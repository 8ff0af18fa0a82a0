// ── Splash screen lifecycle ───────────────────────────────────────────────────
//
// `create_splash_window` reads the configuration on the caller's thread, then
// hands the whole window lifetime to a dedicated splash thread:
//
//   register class → load bitmap → place → create window → "initialized"
//     → pump messages until destroyed → teardown → "exited"
//
// The caller blocks only until the first of "initialized" / "exited".

use std::cell::RefCell;
use std::str::FromStr;
use std::sync::mpsc::{self, SyncSender};
use std::thread::{self, JoinHandle};
use std::time::Instant;

use serde::{Deserialize, Serialize};

use crate::config::{SplashConfiguration, SplashType, CONFIGURATION_RESOURCE_ID};
use crate::error::{Result, SplashError};
use crate::placement::{self, Size};
use crate::platform::{SplashPlatform, StateCell};
use crate::state::{SplashWindowState, WindowPhase};

/// Name given to every splash thread.
pub const THREAD_NAME: &str = "splash-screen";

// ── Display mode ──────────────────────────────────────────────────────────────

/// How much UI the host is allowed to show.
#[derive(Debug, Clone, Copy, Default, PartialEq, Eq, Serialize, Deserialize)]
#[serde(rename_all = "lowercase")]
pub enum DisplayMode {
    #[default]
    Unknown,
    /// Another process owns the UI.
    Embedded,
    /// Fully silent.
    None,
    /// Progress only, no prompts.
    Passive,
    Full,
}

impl DisplayMode {
    /// `false` for the modes in which no dialog may be shown.
    pub fn is_interactive(self) -> bool {
        !matches!(self, Self::Embedded | Self::None | Self::Passive)
    }
}

impl FromStr for DisplayMode {
    type Err = String;

    fn from_str(s: &str) -> std::result::Result<Self, Self::Err> {
        match s.to_ascii_lowercase().as_str() {
            "unknown" => Ok(Self::Unknown),
            "embedded" => Ok(Self::Embedded),
            "none" => Ok(Self::None),
            "passive" => Ok(Self::Passive),
            "full" => Ok(Self::Full),
            other => Err(format!(
                "unknown display mode {other:?} (expected unknown, embedded, none, passive or full)"
            )),
        }
    }
}

// ── Public API ────────────────────────────────────────────────────────────────

/// Show the host's splash screen on a new thread.
///
/// `previous` is a splash window shown earlier (typically by a bootstrap
/// process); once the new window has painted it is asked to close.
///
/// Returns `Ok(None)` when the configuration disables the splash screen or
/// when the splash thread fails to produce a window; the failure is logged
/// and the host carries on without one.  Configuration errors are returned.
/// The window belongs to the splash thread, which runs until it is destroyed.
pub fn create_splash_window<P: SplashPlatform>(
    platform: &P,
    caption: Option<&str>,
    previous: Option<P::Window>,
) -> Result<Option<P::Window>> {
    launch(platform, caption, previous).map(|(window, _)| window)
}

/// Report `code` to the user.
///
/// The message is always logged.  The modal alert is skipped (and the call
/// succeeds) when `display` forbids UI.
pub fn display_error<P: SplashPlatform>(
    platform: &P,
    display: DisplayMode,
    host_name: &str,
    code: u32,
) -> Result<()> {
    let message = platform
        .format_error(code)
        .unwrap_or_else(|| format!("Error {code:#010x}"));

    log::info!("error message displayed because: {message}");

    if !display.is_interactive() {
        return Ok(());
    }

    platform.show_error_dialog(host_name, &message)
}

// ── Splash thread ─────────────────────────────────────────────────────────────

/// Raised by the splash thread; the requester takes whichever comes first.
enum Signal<W> {
    Initialized(W),
    Exited,
}

/// Sends `Signal::Exited` when the splash thread ends, however it ends.
struct ExitSignal<W>(SyncSender<Signal<W>>);

impl<W> Drop for ExitSignal<W> {
    fn drop(&mut self) {
        // The requester may already be gone; nothing to do then.
        let _ = self.0.try_send(Signal::Exited);
    }
}

/// [`create_splash_window`], also returning the splash thread's handle.
pub(crate) fn launch<P: SplashPlatform>(
    platform: &P,
    caption: Option<&str>,
    previous: Option<P::Window>,
) -> Result<(Option<P::Window>, Option<JoinHandle<()>>)> {
    let record = platform.load_configuration_record(CONFIGURATION_RESOURCE_ID)?;
    let configuration = SplashConfiguration::from_record(&record)?;

    let resource_id = match configuration.splash_type()? {
        SplashType::None => {
            log::debug!("splash screen disabled by configuration");
            return Ok((None, None));
        }
        SplashType::BitmapResource(id) => id,
    };

    // Room for both signals so the splash thread never blocks on them.
    let (tx, rx) = mpsc::sync_channel(2);
    let worker = platform.clone();
    let caption = caption.map(str::to_owned);

    let handle = thread::Builder::new()
        .name(THREAD_NAME.to_owned())
        .spawn(move || {
            let exited = ExitSignal(tx);
            if let Err(e) = run(&worker, caption.as_deref(), resource_id, previous, &exited.0) {
                log::error!("splash screen failed: {e}");
            }
        })
        .map_err(SplashError::ThreadSpawn)?;

    // Either signal releases us; a closed channel means the thread is gone.
    let window = match rx.recv() {
        Ok(Signal::Initialized(window)) => Some(window),
        Ok(Signal::Exited) | Err(_) => None,
    };

    Ok((window, Some(handle)))
}

/// Body of the splash thread.  Every exit path goes through `Teardown`.
fn run<P: SplashPlatform>(
    platform: &P,
    caption: Option<&str>,
    resource_id: u16,
    previous: Option<P::Window>,
    signal: &SyncSender<Signal<P::Window>>,
) -> Result<()> {
    let t0 = Instant::now();

    let previous = previous.filter(|&window| platform.is_window(window));
    let mut teardown = Teardown::new(platform, previous);

    platform.register_class()?;
    teardown.class_registered = true;

    let (bitmap, size) = platform.load_bitmap(resource_id)?;
    let cell = teardown.adopt(bitmap, size);

    let placement = placement::resolve(
        platform.cursor_position(),
        |point| platform.monitor_at(point),
        &mut *cell.borrow_mut(),
    );

    let window = platform.create_window(caption, placement, cell)?;

    log::debug!(
        "splash window {window:?} visible in {:.1} ms",
        t0.elapsed().as_secs_f64() * 1000.0
    );
    let _ = signal.try_send(Signal::Initialized(window));

    platform.pump_messages(cell)
}

/// Releases everything the splash thread acquired, in reverse order, when it
/// goes out of scope.
struct Teardown<'a, P: SplashPlatform> {
    platform: &'a P,
    class_registered: bool,
    /// Held here until the state exists, then moved into it.
    previous: Option<P::Window>,
    state: Option<StateCell<P>>,
}

impl<'a, P: SplashPlatform> Teardown<'a, P> {
    fn new(platform: &'a P, previous: Option<P::Window>) -> Self {
        Self {
            platform,
            class_registered: false,
            previous,
            state: None,
        }
    }

    /// Take ownership of the bitmap and build the window state around it.
    fn adopt(&mut self, bitmap: P::Bitmap, size: Size) -> &StateCell<P> {
        let state = SplashWindowState::new(bitmap, size, self.previous.take());
        self.state.insert(RefCell::new(state))
    }
}

impl<P: SplashPlatform> Drop for Teardown<'_, P> {
    fn drop(&mut self) {
        if let Some(cell) = &self.state {
            let live = {
                let state = cell.borrow();
                state
                    .window()
                    .filter(|_| state.phase() != WindowPhase::Destroyed)
            };
            if let Some(window) = live {
                self.platform.destroy_window(window);
            }
        }

        if self.class_registered {
            self.platform.unregister_class();
        }

        // Dropping the state releases the bitmap.
        let previous = match self.state.take() {
            Some(cell) => cell.into_inner().take_previous(),
            None => self.previous.take(),
        };

        // The handoff never happened; close the old splash screen now.
        if let Some(previous) = previous {
            self.platform.post_close(previous);
        }
    }
}

// ── Tests ─────────────────────────────────────────────────────────────────────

> [TO DO]
If a line in the entries includes the word "Instant", copy that line out.

> [YOUR SOLUTION]
use std::time::Instant;
    let t0 = Instant::now();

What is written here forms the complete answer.